Coal

GAO finds impediments to CCS deployment

An underdeveloped and costly CO2 capture technology, as well as regulatory and legal uncertainties over CO2 capture, injection, and storage, are the some of the more critical factors that impede carbon capture and storage (CCS) deployment in the U.S., the Government Accountability Office (GAO) — a congressional investigative arm — has reported.

In its report, "Federal Actions Will Greatly Affect the Viability of Carbon Capture and Storage As a Key Mitigation Option," released in late September, the GAO found that a key technological barrier to CCS deployment was a lack of experience in capturing significant amounts of CO 2 from commercial-scale power plants. The significant cost of retrofitting existing plants, which it deemed "the single-largest source of CO2 emissions in the U.S.," also hampered deployment. Among the regulatory and legal uncertainties cited as inhibiting carbon storage deployment were questions about liability concerning CO2 leakage, and ownership of CO2 once it has been injected underground.

The GAO had been commissioned by the House Chair of the Select Committee on Energy Independence and Global Warming earlier this year to submit a report on what it deemed were key economic, legal, regulatory, and technological barriers impeding commercial-scale deployment of CCS technology. The report also reviewed actions undertaken by the U.S. Department of Energy (DOE), the Environmental Protection Agency (EPA), and other federal agencies to overcome barriers to commercial-scale deployment of CCS technology. To make its determinations, the office examined key studies on CCS, and it interviewed industry stakeholders, environmental organizations, and researchers at think tanks and universities to get their perspectives.

According to the Intergovernmental Panel on Climate Change, the National Academy of Sciences, and other authorities, without a national strategy to control CO2 emissions — through an emissions plan or a CO2 tax, for example — the power industry has little incentive to capture and store its CO2 emissions, the report said. The absence of a national strategy also deterred agencies from resolving practical issues concerning CCS deployment, such as how sequestered CO2 will be transported from power plants to appropriate storage locations, and how CO2 would be treated in a future CO2 emissions plant.

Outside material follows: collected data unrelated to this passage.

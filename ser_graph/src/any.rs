//! Polymorphic slots.

use tracing::trace;

use crate::{AnyRef, Codec, Deserializer, RefFlag, Result, Serializer};

/// Codec for slots whose concrete type is only known at run time.
///
/// On write, finds the codec for the value's runtime type and delegates the
/// whole envelope to it. On read, reads the flag and type identifier, finds
/// the codec for that identifier, and delegates reading the body to it.
///
/// A back-reference is resolved from the reference table alone, with no
/// registry lookup.
///
/// `AnyCodec` has no type identifier of its own, so it is not a [`Codec`],
/// cannot be registered, and has no body-only read or write. Only the full
/// envelope [`write`] and [`read`] exist.
///
/// [`write`]: AnyCodec::write
/// [`read`]: AnyCodec::read
pub struct AnyCodec;

impl AnyCodec {
	/// Bytes reserved in output buffer before writing a non-null value,
	/// in addition to the concrete codec's own estimate.
	pub const FIXED_SIZE: usize = 11;

	/// Write `value` with envelope.
	///
	/// `None` writes a single `Null` flag byte. Errors with
	/// [`UnresolvableRuntimeType`] if no registered codec recognizes the value.
	///
	/// [`UnresolvableRuntimeType`]: crate::Error::UnresolvableRuntimeType
	pub fn write(ser: &mut Serializer<'_>, value: Option<&AnyRef>) -> Result<()> {
		let value = match value {
			Some(value) => value,
			None => {
				ser.write_ref_or_null(None, false);
				return Ok(());
			}
		};

		let codec = ser.registry().resolve_by_runtime_value(&**value)?;
		trace!(type_identifier = %codec.type_identifier(), "dispatch write");
		ser.writer().reserve(Self::FIXED_SIZE.max(codec.fixed_size()));
		codec.write(value, ser)
	}

	/// Read a value with envelope.
	///
	/// Errors with [`UnrecognizedWireType`] if type identifier read has no
	/// registered codec.
	///
	/// [`UnrecognizedWireType`]: crate::Error::UnrecognizedWireType
	pub fn read(de: &mut Deserializer<'_, '_>) -> Result<Option<AnyRef>> {
		let flag = de.read_ref_flag()?;
		match flag {
			RefFlag::Null => Ok(None),
			RefFlag::Ref => de.read_back_reference().map(Some),
			RefFlag::RefValue | RefFlag::NotNullValue => {
				let codec = Self::detect_codec(de)?;
				trace!(type_identifier = %codec.type_identifier(), ?flag, "dispatch read");
				de.read_body(codec, flag).map(Some)
			}
		}
	}

	fn detect_codec<'g>(de: &mut Deserializer<'g, '_>) -> Result<&'g dyn Codec> {
		let type_identifier = de.read_type_identifier()?;
		de.registry().resolve(&type_identifier)
	}
}
use std::sync::Arc;

use tracing::instrument;

use crate::{AnyRef, Config, Deserializer, Registry, Result, Serialize, Serializer};

/// Entry point for serializing and deserializing object graphs.
///
/// Holds a shared [`Registry`] and [`Config`]. Cheap to clone, and can be
/// used from many threads at once. Each call gets its own reference table and
/// meta string dictionary.
///
/// ```
/// use ser_graph::{any_ref, downcast, Graph};
///
/// let graph = Graph::default();
/// let bytes = graph.serialize(Some(&any_ref(String::from("hello")))).unwrap();
/// let value = graph.deserialize(&bytes).unwrap().unwrap();
/// assert_eq!(*downcast::<String>(value).unwrap(), "hello");
/// ```
#[derive(Clone)]
pub struct Graph {
	registry: Arc<Registry>,
	config: Config,
}

impl Default for Graph {
	/// Graph with built-in types registered, and default config.
	fn default() -> Self {
		Self::new(Registry::builder().build())
	}
}

impl Graph {
	pub fn new(registry: Registry) -> Self {
		Self::with_config(registry, Config::default())
	}

	pub fn with_config(registry: Registry, config: Config) -> Self {
		Self::from_shared(Arc::new(registry), config)
	}

	/// Create from a registry shared with other `Graph`s.
	pub fn from_shared(registry: Arc<Registry>, config: Config) -> Self {
		Self { registry, config }
	}

	#[inline]
	pub fn registry(&self) -> &Registry {
		&self.registry
	}

	#[inline]
	pub fn config(&self) -> &Config {
		&self.config
	}

	/// Serialize a polymorphic value. `None` is written as a single null flag.
	#[instrument(level = "trace", skip_all)]
	pub fn serialize(&self, value: Option<&AnyRef>) -> Result<Vec<u8>> {
		self.serializer().serialize_any(value)
	}

	/// Deserialize a polymorphic value written by [`serialize`].
	///
	/// Reading stops at end of value. Any bytes after it are ignored.
	///
	/// [`serialize`]: Graph::serialize
	#[instrument(level = "trace", skip_all, fields(len = bytes.len()))]
	pub fn deserialize(&self, bytes: &[u8]) -> Result<Option<AnyRef>> {
		self.deserializer(bytes).deserialize_any()
	}

	/// Serialize a value of statically known type.
	pub fn serialize_value<T: Serialize>(&self, value: &T) -> Result<Vec<u8>> {
		self.serializer().serialize_value(value)
	}

	/// Deserialize a value of statically known type.
	pub fn deserialize_value<T: Serialize>(&self, bytes: &[u8]) -> Result<T> {
		self.deserializer(bytes).deserialize_value()
	}

	/// Get a [`Serializer`]. Can be reused for many calls to avoid
	/// reallocating buffers.
	pub fn serializer(&self) -> Serializer<'_> {
		Serializer::new(&self.registry, &self.config)
	}

	pub fn deserializer<'b>(&self, bytes: &'b [u8]) -> Deserializer<'_, 'b> {
		Deserializer::new(&self.registry, &self.config, bytes)
	}
}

With respect to what the DOE and EPA have done to address the issues that impede CCS deployment, the GAO found that both federal agencies had yet to comprehensively tackle the full range of issues that would require resolution for large-scale deployment. The GAO said that the DOE had achieved limited results in lowering the cost of CO2 capture from existing coal-fired power plants. "A major reason is that the agency has focused on ‘Integrated Gasification Combined Cycle’ (IGCC) technology, a promising technology for new coal-fired power plants, but one that is less useful when applied to existing coal power plants," it said.

The DOE had shifted its focus to technologies to help existing plants lower their CO2 emissions as recently as this year, the GAO noted, starting with an emphasis on the development of post-combustion capture of CO2 (Figure 7). The DOE told the GAO that this was for several reasons. First, because the U.S. had a large number of existing pulverized coal power plants; second, because Congress had told the DOE to do so in a report accompanying the agency’s 2008 financial appropriation; and third, because any advances made could be applied to the large number of coal plants under construction in India and China.

7. Moving mountains. American Electric Power’s 1,300-MW Mountaineer Plant in New Haven, W.Va., will host a 20-MW commercial validation project in 2009 for Alstom Power Inc.’s post-combustion CO2 capture technology using chilled ammonia. AEP expects that the 100,000 metric tons of CO2 per yar captured by the plant will be compressed and stored underground in deep geologic formations. Courtesy: AEP

The EPA’s issuance in July 2008 of a proposed rule to guide the permitting of commercial-scale CO 2 injections under the Safe Drinking Water Act had at least addressed some key issues, the GAO found in its assessment. But it had left unresolved regulatory guidelines on how the Clean Air Act; the Comprehensive Environmental Response, Compensation, and Liability Act; and the Resource Conservation and Recovery Act apply to injected CO2. The EPA agreed with the GAO’s recommendation, the report said, and the agency said it would provide clarity on how statutes within the agency’s jurisdiction may apply.

The Federal Energy Regulatory Commission, the Surface Transportation Board, and Departments of Interior and Transportation had done little within their jurisdictions about a number of interdisciplinary issues that could delay CCS if they were unaddressed, the GAO found. This included a legal and regulatory regime for a national CO2 pipeline infrastructure and a plan for addressing CO2 emissions reductions from CCS in a future emissions trading plan. The GAO suggested that a more centralized task force with a broader mission could bring the agencies together, and it recommended that the Executive Office authorize the interagency effort.